|4 out of 5 stars|
But another force is touching Ulewic—a newly formed community built and served only by women. Called a beguinage, it is a safe harbor of service and faith in defiance of the all-powerful Church.
Behind the walls of this sanctuary, women have gathered from all walks of life: a skilled physician, a towering former prostitute, a cook, a local convert. But life in Ulewic is growing more dangerous with each passing day. The women are the subject of rumors, envy, scorn, and fury…until the daughter of Ulewic’s most powerful man is cast out of her home and accepted into the beguinage—and battle lines are drawn.
Owls are among my favourite birds, mainly because they were important to my maternal grandmother Matilda and they will always be associated with her in my mind. Anyone who kills an owl is immediately persona non grata to me. My one disappointment with this book was that the followers of the pagan religion in this book turned out to be bad guys, killing owls to warn people that they were next if they didn’t conform and murdering people just as readily. However, in this novel, there is plenty of bad behaviour to go around, no matter which religion a villager adheres to. Religion, whether nature-based or not, is used in this medieval society as a means of social control (as it still is in our century, let’s be honest).
I had no idea there were Beguinages in the Middle Ages—communities built for and by women, to escape the male-dominated church and male-dominated society. In the beguinage, women could still engage with the world, unlike nuns, who were expected to withdraw from worldly pursuits (this is shown starkly by the comparison between Servant Martha and the Anchorite known as Andrew). Women in a beguinage could pursue their own economic interests and intellectual interests with fewer barriers and more personal independence.
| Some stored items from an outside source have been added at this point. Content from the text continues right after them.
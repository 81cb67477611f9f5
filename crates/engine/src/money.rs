use std::{
    fmt,
    iter::Sum,
    ops::{Add, AddAssign, Neg, Sub},
    str::FromStr,
};

use api_types::Numeric;

use crate::{Currency, EngineError};

/// Signed money amount represented as **integer cents**.
///
/// Every amount read from the gateway is converted to this type before any
/// arithmetic, so totals and percentages never suffer floating-point drift.
///
/// # Examples
///
/// ```rust
/// use engine::{Currency, MoneyCents};
///
/// let amount = MoneyCents::new(1_234_56);
/// assert_eq!(amount.cents(), 123456);
/// assert_eq!(amount.to_string(), "1234.56");
/// assert_eq!(amount.format(Currency::Usd), "$1,234.56");
/// ```
///
/// Parsing from user input (accepts `.` or `,` as decimal separator; rejects >
/// 2 decimals):
///
/// ```rust
/// use engine::MoneyCents;
///
/// assert_eq!("10".parse::<MoneyCents>().unwrap().cents(), 1000);
/// assert_eq!("10,5".parse::<MoneyCents>().unwrap().cents(), 1050);
/// assert!("12.345".parse::<MoneyCents>().is_err());
/// ```
#[derive(Clone, Copy, Debug, Default, PartialEq, Eq, PartialOrd, Ord, Hash)]
#[repr(transparent)]
pub struct MoneyCents(i64);

impl MoneyCents {
    pub const ZERO: MoneyCents = MoneyCents(0);

    /// Creates a new amount from integer cents.
    #[must_use]
    pub const fn new(cents: i64) -> Self {
        Self(cents)
    }

    /// Returns the raw value in cents.
    #[must_use]
    pub const fn cents(self) -> i64 {
        self.0
    }

    #[must_use]
    pub const fn is_positive(self) -> bool {
        self.0 > 0
    }

    #[must_use]
    pub const fn is_negative(self) -> bool {
        self.0 < 0
    }

    #[must_use]
    pub const fn abs(self) -> Self {
        Self(self.0.saturating_abs())
    }

    /// Reads a gateway numeric, falling back to zero for anything that is not
    /// a number.
    ///
    /// More than two decimals are rounded half away from zero on the decimal
    /// text (`"1.005"` → `101`), exponent forms go through `f64`.
    #[must_use]
    pub fn coerce(value: &Numeric) -> Self {
        value.as_str().and_then(parse_lenient).unwrap_or(Self::ZERO)
    }

    /// Converts back to the gateway representation (`"12.50"`).
    #[must_use]
    pub fn to_numeric(self) -> Numeric {
        Numeric::new(self.to_string())
    }

    /// Integer average, rounded half up; zero for an empty set.
    #[must_use]
    pub fn average(self, count: u64) -> Self {
        if count == 0 {
            return Self::ZERO;
        }
        let total = self.0 as i128;
        let count = count as i128;
        let sign = if total < 0 { -1 } else { 1 };
        let rounded = (total.abs() * 2 + count) / (2 * count);
        Self((sign * rounded) as i64)
    }

    /// Formats with currency symbol and thousands separators (`-$1,234.50`).
    #[must_use]
    pub fn format(self, currency: Currency) -> String {
        let sign = if self.0 < 0 { "-" } else { "" };
        let abs = self.0.unsigned_abs();
        let units = abs / 100;
        let cents = abs % 100;
        let digits = units.to_string();
        let mut grouped = String::with_capacity(digits.len() + digits.len() / 3);
        for (i, ch) in digits.chars().enumerate() {
            if i > 0 && (digits.len() - i) % 3 == 0 {
                grouped.push(',');
            }
            grouped.push(ch);
        }
        format!("{sign}{}{grouped}.{cents:02}", currency.symbol())
    }
}

fn parse_lenient(raw: &str) -> Option<MoneyCents> {
    if let Ok(amount) = raw.parse::<MoneyCents>() {
        return Some(amount);
    }
    if let Some(amount) = round_decimal_text(raw) {
        return Some(amount);
    }
    let value: f64 = raw.trim().parse().ok()?;
    if !value.is_finite() {
        return None;
    }
    let cents = (value * 100.0).round();
    if cents.abs() >= i64::MAX as f64 {
        return None;
    }
    Some(MoneyCents(cents as i64))
}

/// Rounds a plain decimal with more than two fraction digits.
fn round_decimal_text(raw: &str) -> Option<MoneyCents> {
    let trimmed = raw.trim();
    let (negative, rest) = match trimmed.strip_prefix('-') {
        Some(rest) => (true, rest),
        None => (false, trimmed.strip_prefix('+').unwrap_or(trimmed)),
    };
    let (units, fraction) = rest.split_once('.')?;
    if units.is_empty()
        || fraction.len() <= 2
        || !units.chars().all(|c| c.is_ascii_digit())
        || !fraction.chars().all(|c| c.is_ascii_digit())
    {
        return None;
    }
    let units: i64 = units.parse().ok()?;
    let cents: i64 = fraction[..2].parse().ok()?;
    let round_up = fraction.as_bytes()[2] >= b'5';
    let magnitude = units
        .checked_mul(100)?
        .checked_add(cents)?
        .checked_add(i64::from(round_up))?;
    Some(MoneyCents(if negative { -magnitude } else { magnitude }))
}

impl fmt::Display for MoneyCents {
    fn fmt(&self, f: &mut fmt::Formatter<'_>) -> fmt::Result {
        let sign = if self.0 < 0 { "-" } else { "" };
        let abs = self.0.unsigned_abs();
        write!(f, "{sign}{}.{:02}", abs / 100, abs % 100)
    }
}

impl Add for MoneyCents {
    type Output = MoneyCents;

    fn add(self, rhs: MoneyCents) -> Self::Output {
        MoneyCents(self.0.saturating_add(rhs.0))
    }
}

impl AddAssign for MoneyCents {
    fn add_assign(&mut self, rhs: MoneyCents) {
        self.0 = self.0.saturating_add(rhs.0);
    }
}

impl Sub for MoneyCents {
    type Output = MoneyCents;

    fn sub(self, rhs: MoneyCents) -> Self::Output {
        MoneyCents(self.0.saturating_sub(rhs.0))
    }
}

impl Neg for MoneyCents {
    type Output = MoneyCents;

    fn neg(self) -> Self::Output {
        MoneyCents(self.0.saturating_neg())
    }
}

impl Sum for MoneyCents {
    fn sum<I: Iterator<Item = MoneyCents>>(iter: I) -> Self {
        iter.fold(MoneyCents::ZERO, |acc, amount| acc + amount)
    }
}

impl FromStr for MoneyCents {
    type Err = EngineError;

    /// Parses a decimal string into cents.
    ///
    /// Accepts `.` or `,` as decimal separator and an optional leading `+`/`-`.
    ///
    /// Validation rules:
    /// - max 2 fractional digits (rejects `12.345`)
    /// - rejects empty/invalid strings
    fn from_str(s: &str) -> Result<Self, Self::Err> {
        let empty = || EngineError::InvalidAmount("empty amount".to_string());
        let invalid = || EngineError::InvalidAmount("invalid amount".to_string());
        let overflow = || EngineError::InvalidAmount("amount too large".to_string());

        let trimmed = s.trim();
        if trimmed.is_empty() {
            return Err(empty());
        }

        let (sign, rest) = if let Some(stripped) = trimmed.strip_prefix('-') {
            (-1i64, stripped)
        } else if let Some(stripped) = trimmed.strip_prefix('+') {
            (1i64, stripped)
        } else {
            (1i64, trimmed)
        };

        let rest = rest.trim();
        if rest.is_empty() {
            return Err(empty());
        }

        let rest = rest.replace(',', ".");
        let mut parts = rest.split('.');
        let units_str = parts.next().ok_or_else(invalid)?;
        let cents_str = parts.next();

        if parts.next().is_some() {
            return Err(invalid());
        }

        if units_str.is_empty() || !units_str.chars().all(|c| c.is_ascii_digit()) {
            return Err(invalid());
        }

        let units: i64 = units_str.parse().map_err(|_| overflow())?;

        let cents: i64 = match cents_str {
            None | Some("") => 0,
            Some(frac) => {
                if !frac.chars().all(|c| c.is_ascii_digit()) {
                    return Err(invalid());
                }
                match frac.len() {
                    1 => frac.parse::<i64>().map_err(|_| invalid())? * 10,
                    2 => frac.parse::<i64>().map_err(|_| invalid())?,
                    _ => return Err(EngineError::InvalidAmount("too many decimals".to_string())),
                }
            }
        };

        let total = units
            .checked_mul(100)
            .and_then(|v| v.checked_add(cents))
            .ok_or_else(overflow)?;

        let signed = if sign < 0 {
            total.checked_neg().ok_or_else(overflow)?
        } else {
            total
        };

        Ok(MoneyCents(signed))
    }
}

#[cfg(test)]
mod tests {
    use super::*;

    #[test]
    fn display_is_plain_decimal() {
        assert_eq!(MoneyCents::new(0).to_string(), "0.00");
        assert_eq!(MoneyCents::new(1).to_string(), "0.01");
        assert_eq!(MoneyCents::new(1050).to_string(), "10.50");
        assert_eq!(MoneyCents::new(-1050).to_string(), "-10.50");
    }

    #[test]
    fn format_groups_thousands() {
        assert_eq!(MoneyCents::new(0).format(Currency::Usd), "$0.00");
        assert_eq!(MoneyCents::new(149_950).format(Currency::Usd), "$1,499.50");
        assert_eq!(MoneyCents::new(-1).format(Currency::Usd), "-$0.01");
        assert_eq!(MoneyCents::new(123_456_789).format(Currency::Eur), "€1,234,567.89");
        assert_eq!(MoneyCents::new(99_999).format(Currency::Usd), "$999.99");
    }

    #[test]
    fn parse_accepts_dot_or_comma() {
        assert_eq!("10".parse::<MoneyCents>().unwrap().cents(), 1000);
        assert_eq!("10.5".parse::<MoneyCents>().unwrap().cents(), 1050);
        assert_eq!("10,50".parse::<MoneyCents>().unwrap().cents(), 1050);
        assert_eq!("-0.01".parse::<MoneyCents>().unwrap().cents(), -1);
        assert_eq!("+1.00".parse::<MoneyCents>().unwrap().cents(), 100);
        assert_eq!("  2.30 ".parse::<MoneyCents>().unwrap().cents(), 230);
    }

    #[test]
    fn parse_rejects_more_than_two_decimals() {
        assert!("12.345".parse::<MoneyCents>().is_err());
        assert!("0.001".parse::<MoneyCents>().is_err());
        assert!("abc".parse::<MoneyCents>().is_err());
    }

    #[test]
    fn coerce_reads_gateway_numerics() {
        assert_eq!(MoneyCents::coerce(&Numeric::new("1700.50")).cents(), 170_050);
        assert_eq!(MoneyCents::coerce(&Numeric::new("1499.5")).cents(), 149_950);
        assert_eq!(MoneyCents::coerce(&Numeric::from(3200)).cents(), 320_000);
        assert_eq!(MoneyCents::coerce(&Numeric::new("-0.01")).cents(), -1);
    }

    #[test]
    fn coerce_rounds_extra_decimals_half_away_from_zero() {
        assert_eq!(MoneyCents::coerce(&Numeric::new("1.005")).cents(), 101);
        assert_eq!(MoneyCents::coerce(&Numeric::new("1.004")).cents(), 100);
        assert_eq!(MoneyCents::coerce(&Numeric::new("-2.345")).cents(), -235);
        assert_eq!(MoneyCents::coerce(&Numeric::new("1e3")).cents(), 100_000);
    }

    #[test]
    fn coerce_defaults_garbage_to_zero() {
        assert_eq!(MoneyCents::coerce(&Numeric::null()), MoneyCents::ZERO);
        assert_eq!(MoneyCents::coerce(&Numeric::new("twelve")), MoneyCents::ZERO);
        assert_eq!(MoneyCents::coerce(&Numeric::new("NaN")), MoneyCents::ZERO);
        assert_eq!(MoneyCents::coerce(&Numeric::new("inf")), MoneyCents::ZERO);
    }

    #[test]
    fn average_rounds_half_up() {
        assert_eq!(MoneyCents::new(1000).average(3).cents(), 333);
        assert_eq!(MoneyCents::new(1001).average(2).cents(), 501);
        assert_eq!(MoneyCents::new(500).average(0), MoneyCents::ZERO);
    }
}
The book is full of strong women—from the many Marthas who run the beguinage, to the old witch woman who is feared by all, to the village women who work like horses while raising children, to even the girl-children who are beaten and worked hard, even while half-starved. As Eleanor Roosevelt said, “A woman is like a tea bag; you never know how strong it is until it’s in hot water.” I know that I derive encouragement from the stories of women in my family tree—the circumstances that they endured, the events that they participated in, and the toughness that they exhibited. Although we are gradually emerging from the societal mindset that says that history is made by men, it is important to acknowledge that the men were able to do the historical things only because they had a female support system at home. As a single (straight) working woman, I have often proclaimed that I do not need a husband, but I could sure as heck use a wife! However, my woman’s wages would not support more than one person, so I am stuck doing all the support work as well as the wage-earning—but after reading this book, I shall not be whining too often about this situation.
I also appreciated that medieval life is portrayed as I think it really was: medicine is next to nonexistent, crops fail, natural disasters happen, superstition is rampant, education is only for the rich, and life is difficult for everyone, but especially the average villager. If you escape plague or starvation, you still have to manoeuver through village and church politics. I know that as a teen, I had idealized visions of how people in earlier eras lived and a book like this would have opened my eyes. (There was a time that I believed that I had been born too late—I think I had read too many romantic frontier novels by the likes of Zane Grey—and have since learned more about the experiences of my home-steading grandmothers. I now know very definitely that I am a 21st century woman, through and through).